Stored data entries
+---+

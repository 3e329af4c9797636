//! Config set packaging
//!
//! Zips a local config set directory the way Solr's `UPLOAD` action expects:
//! entry names are relative to the config set root, use `/` separators, and
//! every sub-directory gets its own `name/` entry.

use std::fs::{self, File};
use std::io::{self, Read, Write};
use std::path::{Path, PathBuf};

use tempfile::NamedTempFile;
use zip::write::SimpleFileOptions;
use zip::{CompressionMethod, ZipArchive, ZipWriter};

use crate::error::{TesterError, TesterResult};

/// One entry of a packaged config set
#[derive(Debug, Clone, PartialEq, Eq)]
pub enum ArchiveEntry {
    Directory(String),
    File { name: String, contents: Vec<u8> },
}

impl ArchiveEntry {
    pub fn name(&self) -> &str {
        match self {
            ArchiveEntry::Directory(name) => name,
            ArchiveEntry::File { name, .. } => name,
        }
    }
}

/// Zip `source_dir` into a temporary file in the system temp directory.
///
/// The file is removed when the returned handle is dropped or closed.
pub fn package_config_dir(source_dir: &Path) -> TesterResult<NamedTempFile> {
    package_config_dir_in(source_dir, &std::env::temp_dir())
}

/// Zip `source_dir` into a temporary file created under `archive_dir`.
///
/// Symlinks and names that are not valid UTF-8 are rejected rather than
/// followed or rewritten.
pub fn package_config_dir_in(source_dir: &Path, archive_dir: &Path) -> TesterResult<NamedTempFile> {
    if !source_dir.is_dir() {
        return Err(TesterError::MissingConfigSet {
            path: source_dir.to_path_buf(),
        });
    }

    let tree = collect_tree(source_dir)?;

    let mut archive = tempfile::Builder::new()
        .prefix("configset")
        .suffix(".zip")
        .tempfile_in(archive_dir)?;

    let mut writer = ZipWriter::new(archive.as_file_mut());
    let options = SimpleFileOptions::default().compression_method(CompressionMethod::Deflated);

    for node in tree {
        let name = entry_name(source_dir, &node.path)?;
        if node.is_dir {
            writer.add_directory(format!("{name}/"), options)?;
        } else {
            writer.start_file(name, options)?;
            let contents = fs::read(&node.path)?;
            writer.write_all(&contents)?;
        }
    }

    writer.finish()?;
    Ok(archive)
}

/// Read back every entry of a zip archive, in archive order
pub fn read_entries<R: Read + io::Seek>(reader: R) -> TesterResult<Vec<ArchiveEntry>> {
    let mut archive = ZipArchive::new(reader)?;
    let mut entries = Vec::with_capacity(archive.len());

    for index in 0..archive.len() {
        let mut file = archive.by_index(index)?;
        let name = file.name().to_string();
        if file.is_dir() {
            entries.push(ArchiveEntry::Directory(name));
        } else {
            let mut contents = Vec::new();
            file.read_to_end(&mut contents)?;
            entries.push(ArchiveEntry::File { name, contents });
        }
    }

    Ok(entries)
}

/// Read back every entry of a zip file on disk
pub fn read_entries_from_path(path: &Path) -> TesterResult<Vec<ArchiveEntry>> {
    read_entries(File::open(path)?)
}

struct TreeNode {
    path: PathBuf,
    is_dir: bool,
}

// Pre-order walk: a directory is listed before its contents, siblings sorted by name.
fn collect_tree(root: &Path) -> TesterResult<Vec<TreeNode>> {
    let mut nodes = Vec::new();
    walk(root, &mut nodes)?;
    Ok(nodes)
}

fn walk(dir: &Path, nodes: &mut Vec<TreeNode>) -> TesterResult<()> {
    let mut children = Vec::new();
    for entry in fs::read_dir(dir)? {
        let entry = entry?;
        // file_type does not follow symlinks
        let file_type = entry.file_type()?;
        if file_type.is_symlink() {
            return Err(TesterError::UnsupportedConfigSetEntry {
                path: entry.path(),
                reason: "symbolic links are not packaged".to_string(),
            });
        }
        children.push(TreeNode {
            path: entry.path(),
            is_dir: file_type.is_dir(),
        });
    }
    children.sort_by(|a, b| a.path.cmp(&b.path));

    for child in children {
        let subdir = child.is_dir.then(|| child.path.clone());
        nodes.push(child);
        if let Some(subdir) = subdir {
            walk(&subdir, nodes)?;
        }
    }
    Ok(())
}

fn entry_name(root: &Path, path: &Path) -> TesterResult<String> {
    let relative = path.strip_prefix(root).map_err(|_| TesterError::MissingConfigSet {
        path: path.to_path_buf(),
    })?;

    let parts = relative
        .components()
        .map(|c| {
            c.as_os_str()
                .to_str()
                .ok_or_else(|| TesterError::UnsupportedConfigSetEntry {
                    path: path.to_path_buf(),
                    reason: "file name is not valid UTF-8".to_string(),
                })
        })
        .collect::<TesterResult<Vec<&str>>>()?;

    Ok(parts.join("/"))
}
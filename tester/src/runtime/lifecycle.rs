//! Lifecycle Controller
//!
//! Starts one server before a run, waits until it answers, hands out the
//! admin client, and stops the server afterwards.

use shared::{Stage, stage_info, stage_warn};

use crate::config::HarnessConfig;
use crate::error::{TesterError, TesterResult};
use crate::runtime::admin_client::SolrAdminClient;
use crate::runtime::readiness::{self, ReadinessOutcome};
use crate::runtime::server::server_for;
use crate::traits::SolrServer;

pub struct LifecycleController {
    config: HarnessConfig,
    server: Box<dyn SolrServer>,
    admin: Option<SolrAdminClient>,
}

impl LifecycleController {
    /// Controller for whichever server the configuration points at
    pub fn new(config: HarnessConfig) -> Self {
        let server = server_for(&config);
        Self::with_server(config, server)
    }

    pub fn with_server(config: HarnessConfig, server: Box<dyn SolrServer>) -> Self {
        Self {
            config,
            server,
            admin: None,
        }
    }

    pub fn config(&self) -> &HarnessConfig {
        &self.config
    }

    /// Admin client of the running server
    pub fn admin(&self) -> TesterResult<&SolrAdminClient> {
        self.admin.as_ref().ok_or(TesterError::NotStarted)
    }

    /// Launch the server and poll it until the placeholder collection answers.
    ///
    /// Returns the admin client to hand to the provisioner and scenarios.
    pub async fn start(&mut self) -> TesterResult<&SolrAdminClient> {
        self.config.validate()?;
        stage_info!(Stage::Lifecycle, "🚀 Starting {}", self.server.describe());

        let endpoint = self.server.start().await?;
        let admin = match SolrAdminClient::new(endpoint, self.config.request_timeout) {
            Ok(admin) => admin,
            Err(e) => {
                self.stop_after_failure().await;
                return Err(e);
            }
        };

        if let Err(e) = self.await_ready(&admin).await {
            self.stop_after_failure().await;
            return Err(e);
        }

        Ok(self.admin.insert(admin))
    }

    /// Poll the running server again; useful after a restart of an external node
    pub async fn wait_for_ready(&self) -> TesterResult<ReadinessOutcome> {
        let admin = self.admin()?;
        readiness::wait_for_ready(admin, &self.config.placeholder_collection, &self.config.readiness).await
    }

    /// Stop the server unconditionally. A no-op when nothing runs.
    pub async fn stop(&mut self) -> TesterResult<()> {
        self.admin = None;
        self.server.stop().await?;
        stage_info!(Stage::Lifecycle, "🏁 {} stopped", self.server.describe());
        Ok(())
    }

    async fn await_ready(&self, admin: &SolrAdminClient) -> TesterResult<ReadinessOutcome> {
        let bootstrap_from = self
            .config
            .bootstrap_placeholder
            .then_some(self.config.placeholder_config.as_str());

        readiness::await_ready(
            admin,
            &self.config.placeholder_collection,
            bootstrap_from,
            &self.config.readiness,
        )
        .await
    }

    async fn stop_after_failure(&mut self) {
        if let Err(e) = self.server.stop().await {
            stage_warn!(Stage::Lifecycle, "⚠️ Failed to stop server after startup error: {}", e);
        }
    }
}
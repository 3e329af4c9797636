//! Shared types for the Solr playground test harness
//!
//! Contains the data model handed between the lifecycle controller, the
//! admin provisioner and the scenarios, plus logging setup used by every
//! binary and test.

pub mod document;
pub mod errors;
pub mod logging;
pub mod types;

pub use document::{Company, IntoSolrDocument, SolrDocument};
pub use errors::*;
pub use types::*;
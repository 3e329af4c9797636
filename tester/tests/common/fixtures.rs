//! Test fixtures and constants

use std::path::PathBuf;

use solr_tester::config::default_configset_root;

pub struct TestFixtures;

impl TestFixtures {
    pub const PLAYGROUND_CONFIG: &'static str = "playground";
    pub const PLAYGROUND_COLLECTION: &'static str = "pgc8n";
    pub const PLACEHOLDER: &'static str = "dummy";
    pub const FAST_ATTEMPTS: u32 = 3;
    pub const FAST_INTERVAL_MS: u64 = 5;

    /// Config sets bundled with the crate
    pub fn configset_root() -> PathBuf {
        default_configset_root()
    }

    pub fn playground_dir() -> PathBuf {
        Self::configset_root().join(Self::PLAYGROUND_CONFIG)
    }

    /// Standard Solr success envelope
    pub fn ok_body() -> serde_json::Value {
        serde_json::json!({ "responseHeader": { "status": 0, "QTime": 4 } })
    }

    pub fn ping_body(status: i32) -> serde_json::Value {
        serde_json::json!({
            "responseHeader": { "zkConnected": true, "status": status, "QTime": 1 },
            "status": if status == 0 { "OK" } else { "FAIL" }
        })
    }
}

+---+

WORK ITEM
What lines of the data include the word "crate"? Copy each of them.

YOUR SOLUTION
use crate::error::{TesterError, TesterResult};
use crate::config::HarnessConfig;
use crate::error::{TesterError, TesterResult};
use crate::runtime::admin_client::SolrAdminClient;
use crate::runtime::readiness::{self, ReadinessOutcome};
use crate::runtime::server::server_for;
use crate::traits::SolrServer;
    /// Config sets bundled with the crate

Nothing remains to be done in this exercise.